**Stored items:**
-*-*-

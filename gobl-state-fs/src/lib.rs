#![deny(missing_docs)]
//! Filesystem-backed implementation of gobl-property's PropertyStore trait.
//!
//! Keys are percent-encoded and stored as one file each under the root
//! directory. File content is the collection's wire encoding. Provides
//! true persistence across process restarts.

use async_trait::async_trait;
use gobl_property::{Properties, PropertyStore, StoreError};
use serde::{Deserialize, Serialize};
use std::io::ErrorKind;
use std::path::{Path, PathBuf};
use tracing::{debug, warn};

/// Configuration for [`FsStore`].
#[derive(Debug, Clone, PartialEq, Eq, Serialize, Deserialize)]
#[serde(default)]
pub struct FsStoreConfig {
    /// Directory holding one file per key. Created lazily on first write.
    pub root: PathBuf,

    /// File extension, without the dot.
    pub extension: String,
}

impl Default for FsStoreConfig {
    fn default() -> Self {
        Self {
            root: PathBuf::from("properties"),
            extension: "json".into(),
        }
    }
}

/// Filesystem-backed property store.
///
/// Directory layout:
/// ```text
/// root/
///   <percent-encoded-key>.json
/// ```
///
/// Suitable for development, single-machine deployments, and cases
/// where data must survive process restarts without a database.
pub struct FsStore {
    config: FsStoreConfig,
}

impl FsStore {
    /// Create a new filesystem store rooted at the given directory.
    ///
    /// The directory is created lazily on first write.
    pub fn new(root: &Path) -> Self {
        Self::with_config(FsStoreConfig {
            root: root.to_path_buf(),
            ..FsStoreConfig::default()
        })
    }

    /// Create a store from explicit configuration.
    pub fn with_config(config: FsStoreConfig) -> Self {
        Self { config }
    }

    /// The active configuration.
    pub fn config(&self) -> &FsStoreConfig {
        &self.config
    }

    fn path_for(&self, key: &str) -> PathBuf {
        self.config
            .root
            .join(key_to_filename(key, &self.config.extension))
    }
}

/// Encode a key into a safe filename.
fn key_to_filename(key: &str, extension: &str) -> String {
    let mut encoded = String::with_capacity(key.len() + extension.len() + 1);
    for byte in key.bytes() {
        match byte {
            b'a'..=b'z' | b'A'..=b'Z' | b'0'..=b'9' | b'-' | b'_' => encoded.push(char::from(byte)),
            _ => encoded.push_str(&format!("%{byte:02X}")),
        }
    }
    encoded.push('.');
    encoded.push_str(extension);
    encoded
}

/// Decode a filename back to a key.
fn filename_to_key(filename: &str, extension: &str) -> Option<String> {
    let name = filename
        .strip_suffix(extension)?
        .strip_suffix('.')?;
    let bytes = name.as_bytes();
    let mut result = Vec::with_capacity(bytes.len());
    let mut i = 0;
    while i < bytes.len() {
        if bytes[i] == b'%' {
            let hex = std::str::from_utf8(bytes.get(i + 1..i + 3)?).ok()?;
            result.push(u8::from_str_radix(hex, 16).ok()?);
            i += 3;
        } else {
            result.push(bytes[i]);
            i += 1;
        }
    }
    String::from_utf8(result).ok()
}

#[async_trait]
impl PropertyStore for FsStore {
    async fn read(&self, key: &str) -> Result<Option<Properties>, StoreError> {
        let path = self.path_for(key);
        let bytes = match tokio::fs::read(&path).await {
            Ok(bytes) => bytes,
            Err(e) if e.kind() == ErrorKind::NotFound => {
                debug!(key, "property read miss");
                return Ok(None);
            }
            Err(e) => return Err(StoreError::ReadFailed(e.to_string())),
        };
        match Properties::decode(&bytes) {
            Ok(properties) => {
                debug!(key, bytes = bytes.len(), entries = properties.len(), "property read");
                Ok(Some(properties))
            }
            Err(e) => {
                warn!(key, path = %path.display(), error = %e, "stored properties failed to decode");
                Err(e.into())
            }
        }
    }

    async fn write(&self, key: &str, properties: &Properties) -> Result<(), StoreError> {
        tokio::fs::create_dir_all(&self.config.root)
            .await
            .map_err(|e| StoreError::WriteFailed(e.to_string()))?;

        let bytes = properties.encode()?;
        let path = self.path_for(key);
        tokio::fs::write(&path, &bytes)
            .await
            .map_err(|e| StoreError::WriteFailed(e.to_string()))?;
        debug!(key, bytes = bytes.len(), entries = properties.len(), "property write");
        Ok(())
    }

    async fn delete(&self, key: &str) -> Result<(), StoreError> {
        match tokio::fs::remove_file(self.path_for(key)).await {
            Ok(()) => {
                debug!(key, "property delete");
                Ok(())
            }
            Err(e) if e.kind() == ErrorKind::NotFound => Ok(()),
            Err(e) => Err(StoreError::WriteFailed(e.to_string())),
        }
    }

    async fn list(&self, prefix: &str) -> Result<Vec<String>, StoreError> {
        let mut entries = match tokio::fs::read_dir(&self.config.root).await {
            Ok(entries) => entries,
            Err(e) if e.kind() == ErrorKind::NotFound => return Ok(vec![]),
            Err(e) => return Err(StoreError::ReadFailed(e.to_string())),
        };

        let mut keys = Vec::new();
        while let Some(entry) = entries
            .next_entry()
            .await
            .map_err(|e| StoreError::ReadFailed(e.to_string()))?
        {
            let Some(filename) = entry.file_name().to_str().map(str::to_owned) else {
                continue;
            };
            if let Some(key) = filename_to_key(&filename, &self.config.extension) {
                if key.starts_with(prefix) {
                    keys.push(key);
                }
            }
        }
        keys.sort();
        Ok(keys)
    }
}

-*-*-

**Try it:** All of the data above should be reproduced verbatim.

**Worked solution:**
filename gobl-state-fs/src/lib.rs
#![deny(missing_docs)]
//! Filesystem-backed implementation of gobl-property's PropertyStore trait.
//!
//! Keys are percent-encoded and stored as one file each under the root
//! directory. File content is the collection's wire encoding. Provides
//! true persistence across process restarts.

use async_trait::async_trait;
use gobl_property::{Properties, PropertyStore, StoreError};
use serde::{Deserialize, Serialize};
use std::io::ErrorKind;
use std::path::{Path, PathBuf};
use tracing::{debug, warn};

/// Configuration for [`FsStore`].
#[derive(Debug, Clone, PartialEq, Eq, Serialize, Deserialize)]
#[serde(default)]
pub struct FsStoreConfig {
    /// Directory holding one file per key. Created lazily on first write.
    pub root: PathBuf,

    /// File extension, without the dot.
    pub extension: String,
}

impl Default for FsStoreConfig {
    fn default() -> Self {
        Self {
            root: PathBuf::from("properties"),
            extension: "json".into(),
        }
    }
}

/// Filesystem-backed property store.
///
/// Directory layout:
/// ```text
/// root/
///   <percent-encoded-key>.json
/// ```
///
/// Suitable for development, single-machine deployments, and cases
/// where data must survive process restarts without a database.
pub struct FsStore {
    config: FsStoreConfig,
}

impl FsStore {
    /// Create a new filesystem store rooted at the given directory.
    ///
    /// The directory is created lazily on first write.
    pub fn new(root: &Path) -> Self {
        Self::with_config(FsStoreConfig {
            root: root.to_path_buf(),
            ..FsStoreConfig::default()
        })
    }

    /// Create a store from explicit configuration.
    pub fn with_config(config: FsStoreConfig) -> Self {
        Self { config }
    }

    /// The active configuration.
    pub fn config(&self) -> &FsStoreConfig {
        &self.config
    }

    fn path_for(&self, key: &str) -> PathBuf {
        self.config
            .root
            .join(key_to_filename(key, &self.config.extension))
    }
}

/// Encode a key into a safe filename.
fn key_to_filename(key: &str, extension: &str) -> String {
    let mut encoded = String::with_capacity(key.len() + extension.len() + 1);
    for byte in key.bytes() {
        match byte {
            b'a'..=b'z' | b'A'..=b'Z' | b'0'..=b'9' | b'-' | b'_' => encoded.push(char::from(byte)),
            _ => encoded.push_str(&format!("%{byte:02X}")),
        }
    }
    encoded.push('.');
    encoded.push_str(extension);
    encoded
}

/// Decode a filename back to a key.
fn filename_to_key(filename: &str, extension: &str) -> Option<String> {
    let name = filename
        .strip_suffix(extension)?
        .strip_suffix('.')?;
    let bytes = name.as_bytes();
    let mut result = Vec::with_capacity(bytes.len());
    let mut i = 0;
    while i < bytes.len() {
        if bytes[i] == b'%' {
            let hex = std::str::from_utf8(bytes.get(i + 1..i + 3)?).ok()?;
            result.push(u8::from_str_radix(hex, 16).ok()?);
            i += 3;
        } else {
            result.push(bytes[i]);
            i += 1;
        }
    }
    String::from_utf8(result).ok()
}

#[async_trait]
impl PropertyStore for FsStore {
    async fn read(&self, key: &str) -> Result<Option<Properties>, StoreError> {
        let path = self.path_for(key);
        let bytes = match tokio::fs::read(&path).await {
            Ok(bytes) => bytes,
            Err(e) if e.kind() == ErrorKind::NotFound => {
                debug!(key, "property read miss");
                return Ok(None);
            }
            Err(e) => return Err(StoreError::ReadFailed(e.to_string())),
        };
        match Properties::decode(&bytes) {
            Ok(properties) => {
                debug!(key, bytes = bytes.len(), entries = properties.len(), "property read");
                Ok(Some(properties))
            }
            Err(e) => {
                warn!(key, path = %path.display(), error = %e, "stored properties failed to decode");
                Err(e.into())
            }
        }
    }

    async fn write(&self, key: &str, properties: &Properties) -> Result<(), StoreError> {
        tokio::fs::create_dir_all(&self.config.root)
            .await
            .map_err(|e| StoreError::WriteFailed(e.to_string()))?;

        let bytes = properties.encode()?;
        let path = self.path_for(key);
        tokio::fs::write(&path, &bytes)
            .await
            .map_err(|e| StoreError::WriteFailed(e.to_string()))?;
        debug!(key, bytes = bytes.len(), entries = properties.len(), "property write");
        Ok(())
    }

    async fn delete(&self, key: &str) -> Result<(), StoreError> {
        match tokio::fs::remove_file(self.path_for(key)).await {
            Ok(()) => {
                debug!(key, "property delete");
                Ok(())
            }
            Err(e) if e.kind() == ErrorKind::NotFound => Ok(()),
            Err(e) => Err(StoreError::WriteFailed(e.to_string())),
        }
    }

    async fn list(&self, prefix: &str) -> Result<Vec<String>, StoreError> {
        let mut entries = match tokio::fs::read_dir(&self.config.root).await {
            Ok(entries) => entries,
            Err(e) if e.kind() == ErrorKind::NotFound => return Ok(vec![]),
            Err(e) => return Err(StoreError::ReadFailed(e.to_string())),
        };

        let mut keys = Vec::new();
        while let Some(entry) = entries
            .next_entry()
            .await
            .map_err(|e| StoreError::ReadFailed(e.to_string()))?
        {
            let Some(filename) = entry.file_name().to_str().map(str::to_owned) else {
                continue;
            };
            if let Some(key) = filename_to_key(&filename, &self.config.extension) {
                if key.starts_with(prefix) {
                    keys.push(key);
                }
            }
        }
        keys.sort();
        Ok(keys)
    }
}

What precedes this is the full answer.